> _What needs to be done_
Take the entries below and print, exactly, the stretch from the line containing "# Environment Variables" through the line containing "pub fn parse(s: &str)", both included.

═══ Supplied material ═══

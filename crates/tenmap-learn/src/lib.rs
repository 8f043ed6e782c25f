//! # tenmap-learn
//!
//! Building blocks for learnable transformations of tensor maps.
//!
//! - [`Module`]: a transformation acting on the last axis of an array
//! - [`Linear`], [`Sigmoid`], [`Sequential`]: simple dense modules
//! - [`ModuleMap`]: one module per key, applied to block values and gradients
//!
//! ## Quick Start
//!
//! ```
//! use tenmap_core::{Array, DenseArray, Labels, TensorBlock, TensorMap};
//! use tenmap_learn::{Linear, Module, ModuleMap};
//!
//! let block = TensorBlock::new(
//!     DenseArray::<f64>::zeros(&[2, 4]),
//!     Labels::range("system", 2).unwrap(),
//!     Vec::<Labels>::new(),
//!     Labels::range("n", 4).unwrap(),
//! ).unwrap();
//! let tensor = TensorMap::new(Labels::single(), vec![block]).unwrap();
//!
//! let modules: Vec<Box<dyn Module<DenseArray<f64>>>> = vec![Box::new(Linear::random(4, 3))];
//! let map = ModuleMap::new(tensor.keys().clone(), modules, None).unwrap();
//!
//! let output = map.forward(&tensor).unwrap();
//! assert_eq!(output.block_by_id(0).unwrap().values().shape(), &[2, 3]);
//! assert_eq!(output.block_by_id(0).unwrap().properties(), &Labels::range("_", 3).unwrap());
//! ```

pub mod linear;
pub mod module;
pub mod module_map;

pub use linear::Linear;
pub use module::{Module, Sequential, Sigmoid};
pub use module_map::ModuleMap;
//! Structured logging setup
//!
//! Every tenmap crate emits `tracing` events: `debug` for metadata operations
//! and codec activity. This module installs a `tracing-subscriber` to print
//! them, when the `tracing` feature is enabled.
//!
//! # Example
//!
//! ```ignore
//! use tenmap::tracing_support::{init_tracing, TracingConfig, TracingFormat};
//!
//! init_tracing(
//!     TracingConfig::default()
//!         .format(TracingFormat::Compact)
//!         .filter("tenmap_core=debug,info"),
//! )?;
//! ```
//!
//! # Environment Variables
//!
//! - `RUST_LOG`: filter directive (e.g. `RUST_LOG=tenmap_io=debug`)
//! - `TENMAP_LOG_FORMAT`: output format, `pretty`, `json` or `compact`
//!   (default: `pretty`)

#[cfg(feature = "tracing")]
use tracing_subscriber::{fmt, layer::SubscriberExt, util::SubscriberInitExt, EnvFilter, Layer};

/// Default filter when `RUST_LOG` is not set
pub const DEFAULT_FILTER: &str = "tenmap=info,warn";

/// Tracing output format
#[derive(Debug, Clone, Copy, PartialEq, Eq)]
pub enum TracingFormat {
    /// Pretty-printed human-readable format
    Pretty,
    /// JSON format for structured logging
    Json,
    /// Single line per event
    Compact,
}

impl TracingFormat {
    /// Parse from string, falling back to [`TracingFormat::Pretty`]
    pub fn parse(s: &str) -> Self {
        match s.to_lowercase().as_str() {
            "json" => TracingFormat::Json,
            "compact" => TracingFormat::Compact,
            _ => TracingFormat::Pretty,
        }
    }
}

/// Tracing configuration
#[derive(Debug, Clone)]
pub struct TracingConfig {
    pub format: TracingFormat,
    /// Filter directive (e.g. "tenmap_core=debug,info")
    pub filter: String,
    pub with_ansi: bool,
    pub with_target: bool,
    pub with_file: bool,
    pub with_line_number: bool,
}

impl Default for TracingConfig {
    fn default() -> Self {
        let format = std::env::var("TENMAP_LOG_FORMAT")
            .map(|s| TracingFormat::parse(&s))
            .unwrap_or(TracingFormat::Pretty);

        let filter = std::env::var("RUST_LOG").unwrap_or_else(|_| DEFAULT_FILTER.to_string());

        Self {
            format,
            filter,
            with_ansi: true,
            with_target: true,
            with_file: false,
            with_line_number: false,
        }
    }
}

impl TracingConfig {
    pub fn format(mut self, format: TracingFormat) -> Self {
        self.format = format;
        self
    }

    pub fn filter(mut self, filter: impl Into<String>) -> Self {
        self.filter = filter.into();
        self
    }

    pub fn with_ansi(mut self, with_ansi: bool) -> Self {
        self.with_ansi = with_ansi;
        self
    }

    pub fn with_target(mut self, with_target: bool) -> Self {
        self.with_target = with_target;
        self
    }

    pub fn with_file(mut self, with_file: bool) -> Self {
        self.with_file = with_file;
        self
    }

    pub fn with_line_number(mut self, with_line_number: bool) -> Self {
        self.with_line_number = with_line_number;
        self
    }
}

/// Install a global tracing subscriber with the given configuration
///
/// This should be called once at application startup; a second call fails
/// because a global subscriber is already set.
#[cfg(feature = "tracing")]
pub fn init_tracing(config: TracingConfig) -> anyhow::Result<()> {
    let filter = EnvFilter::try_new(&config.filter)?;

    match config.format {
        TracingFormat::Pretty => {
            let layer = fmt::layer()
                .pretty()
                .with_ansi(config.with_ansi)
                .with_target(config.with_target)
                .with_file(config.with_file)
                .with_line_number(config.with_line_number)
                .with_filter(filter);
            tracing_subscriber::registry().with(layer).try_init()?;
        }
        TracingFormat::Json => {
            let layer = fmt::layer()
                .json()
                .with_target(config.with_target)
                .with_file(config.with_file)
                .with_line_number(config.with_line_number)
                .with_filter(filter);
            tracing_subscriber::registry().with(layer).try_init()?;
        }
        TracingFormat::Compact => {
            let layer = fmt::layer()
                .compact()
                .with_ansi(config.with_ansi)
                .with_target(config.with_target)
                .with_file(config.with_file)
                .with_line_number(config.with_line_number)
                .with_filter(filter);
            tracing_subscriber::registry().with(layer).try_init()?;
        }
    }

    tracing::debug!(format = ?config.format, filter = %config.filter, "tracing initialized");
    Ok(())
}

/// No-op when the `tracing` feature is disabled
#[cfg(not(feature = "tracing"))]
pub fn init_tracing(_config: TracingConfig) -> anyhow::Result<()> {
    Ok(())
}
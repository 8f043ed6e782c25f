//! Property-based tests for the labels algebra and unique metadata
//!
//! Random label rows are generated with proptest, including duplicates, and
//! the set operations are checked against their defining properties.

#[cfg(test)]
mod tests {
    use crate::ops::{unique_metadata, MetadataAxis};
    use crate::{DenseArray, LabelRows, Labels, TensorBlock, TensorMap};
    use proptest::prelude::*;

    // Rows of two small-valued columns, so duplicates are frequent
    fn rows_strategy() -> impl Strategy<Value = Vec<[i32; 2]>> {
        prop::collection::vec([0i32..5, -3i32..3], 0..40)
    }

    fn rows(entries: &[[i32; 2]]) -> LabelRows {
        LabelRows::new(&["a", "b"], entries.iter().flatten().copied().collect()).unwrap()
    }

    fn labels(entries: &[[i32; 2]]) -> Labels {
        rows(entries).unique()
    }

    #[test]
    fn test_proptest_smoke() {
        let unique = labels(&[[1, 0], [0, 0], [1, 0]]);
        assert_eq!(unique.len(), 2);
    }

    proptest! {
        #[test]
        fn prop_unique_is_sorted_and_distinct(entries in rows_strategy()) {
            let unique = rows(&entries).unique();

            let collected = unique.iter().collect::<Vec<_>>();
            for pair in collected.windows(2) {
                prop_assert!(pair[0] < pair[1]);
            }

            for entry in &entries {
                prop_assert!(unique.contains(entry));
            }
            prop_assert!(unique.len() <= entries.len());
        }

        #[test]
        fn prop_unique_is_idempotent(entries in rows_strategy()) {
            let unique = rows(&entries).unique();
            prop_assert_eq!(unique.as_rows().unique(), unique.clone());
            prop_assert_eq!(unique.sorted(), unique);
        }

        #[test]
        fn prop_union_contains_both(first in rows_strategy(), second in rows_strategy()) {
            let a = labels(&first);
            let b = labels(&second);
            let union = a.union(&b).unwrap();

            for entry in a.iter().chain(b.iter()) {
                prop_assert!(union.contains(entry));
            }
            for entry in union.iter() {
                prop_assert!(a.contains(entry) || b.contains(entry));
            }

            // entries of `a` keep their positions
            for (i, entry) in a.iter().enumerate() {
                prop_assert_eq!(union.position(entry), Some(i));
            }

            prop_assert!(union.len() <= a.len() + b.len());
            prop_assert_eq!(union.intersection(&a).unwrap(), a);
        }

        #[test]
        fn prop_intersection_in_both(first in rows_strategy(), second in rows_strategy()) {
            let a = labels(&first);
            let b = labels(&second);
            let intersection = a.intersection(&b).unwrap();

            for entry in intersection.iter() {
                prop_assert!(a.contains(entry) && b.contains(entry));
            }
            for entry in a.iter() {
                prop_assert_eq!(intersection.contains(entry), b.contains(entry));
            }

            let union = a.union(&b).unwrap();
            prop_assert_eq!(union.len() + intersection.len(), a.len() + b.len());
        }

        #[test]
        fn prop_unique_metadata_matches_rows(
            first in rows_strategy(),
            second in rows_strategy(),
        ) {
            let make_block = |entries: &[[i32; 2]]| {
                let samples = labels(entries);
                TensorBlock::new(
                    DenseArray::<f64>::zeros(&[samples.len(), 1]),
                    samples,
                    Vec::<Labels>::new(),
                    Labels::range("p", 1).unwrap(),
                )
                .unwrap()
            };

            let tensor = TensorMap::new(
                Labels::range("key", 2).unwrap(),
                vec![make_block(&first), make_block(&second)],
            )
            .unwrap();

            let unique = unique_metadata(&tensor, MetadataAxis::Samples, &["a"], None).unwrap();

            let mut expected = first.iter().chain(&second).map(|e| e[0]).collect::<Vec<_>>();
            expected.sort_unstable();
            expected.dedup();
            prop_assert_eq!(unique.values(), expected.as_slice());
        }
    }
}
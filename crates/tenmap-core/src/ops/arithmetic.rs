//! Arithmetic on tensor maps, propagating gradients
//!
//! Tensor operands must have exactly the same metadata, including gradient
//! metadata. Gradients follow the usual rules: the gradient of a sum is the sum
//! of gradients, adding a constant leaves gradients unchanged, and scaling by a
//! constant scales the gradients.

use crate::array::Array;
use crate::block::TensorBlock;
use crate::error::{Result, TensorMapError};
use crate::TensorMap;

use super::equal::{tensor_difference, MetadataCheck};

fn add_blocks<A: Array>(a: &TensorBlock<A>, b: &TensorBlock<A>) -> Result<TensorBlock<A>> {
    let mut block = TensorBlock::new(
        a.values().add(b.values())?,
        a.samples_arc().clone(),
        a.components().to_vec(),
        a.properties_arc().clone(),
    )?;

    for (parameter, gradient_a) in a.gradients() {
        let gradient_b = b.gradient(parameter)?;
        block.add_gradient(parameter, add_blocks(gradient_a, gradient_b)?)?;
    }

    Ok(block)
}

fn map_blocks<A: Array>(
    tensor: &TensorMap<A>,
    f: impl Fn(&TensorBlock<A>) -> Result<TensorBlock<A>>,
) -> Result<TensorMap<A>> {
    let blocks = tensor.blocks().iter().map(f).collect::<Result<Vec<_>>>()?;
    TensorMap::new(tensor.keys().clone(), blocks)
}

/// Element-wise sum of two tensor maps with the same metadata
///
/// # Errors
///
/// Returns [`TensorMapError::MetadataMismatch`] if the keys, the block
/// metadata or the gradients of `a` and `b` differ.
pub fn add<A: Array>(a: &TensorMap<A>, b: &TensorMap<A>) -> Result<TensorMap<A>> {
    if let Some(reason) = tensor_difference(a, b, MetadataCheck::all()) {
        return Err(TensorMapError::MetadataMismatch(reason));
    }

    let blocks = a
        .blocks()
        .iter()
        .zip(b.blocks())
        .map(|(block_a, block_b)| add_blocks(block_a, block_b))
        .collect::<Result<Vec<_>>>()?;

    tracing::debug!(n_blocks = blocks.len(), "added tensor maps");
    TensorMap::new(a.keys().clone(), blocks)
}

/// Element-wise difference `a - b` of two tensor maps with the same metadata
pub fn subtract<A: Array>(a: &TensorMap<A>, b: &TensorMap<A>) -> Result<TensorMap<A>> {
    add(a, &multiply(b, -1.0)?)
}

/// Multiply all values and gradients by `scalar`
pub fn multiply<A: Array>(tensor: &TensorMap<A>, scalar: f64) -> Result<TensorMap<A>> {
    map_blocks(tensor, |block| {
        block.map_values(&|values: &A| Ok(values.mul_scalar(scalar)))
    })
}

/// Add `scalar` to all values. Gradients are unchanged.
pub fn add_scalar<A: Array>(tensor: &TensorMap<A>, scalar: f64) -> Result<TensorMap<A>> {
    map_blocks(tensor, |block| block.with_values(block.values().add_scalar(scalar)))
}

/// Subtract `scalar` from all values. Gradients are unchanged.
pub fn subtract_scalar<A: Array>(tensor: &TensorMap<A>, scalar: f64) -> Result<TensorMap<A>> {
    add_scalar(tensor, -scalar)
}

═══

> _Answer_
//! # Environment Variables
//!
//! - `RUST_LOG`: filter directive (e.g. `RUST_LOG=tenmap_io=debug`)
//! - `TENMAP_LOG_FORMAT`: output format, `pretty`, `json` or `compact`
//!   (default: `pretty`)

#[cfg(feature = "tracing")]
use tracing_subscriber::{fmt, layer::SubscriberExt, util::SubscriberInitExt, EnvFilter, Layer};

/// Default filter when `RUST_LOG` is not set
pub const DEFAULT_FILTER: &str = "tenmap=info,warn";

/// Tracing output format
#[derive(Debug, Clone, Copy, PartialEq, Eq)]
pub enum TracingFormat {
    /// Pretty-printed human-readable format
    Pretty,
    /// JSON format for structured logging
    Json,
    /// Single line per event
    Compact,
}

impl TracingFormat {
    /// Parse from string, falling back to [`TracingFormat::Pretty`]
    pub fn parse(s: &str) -> Self {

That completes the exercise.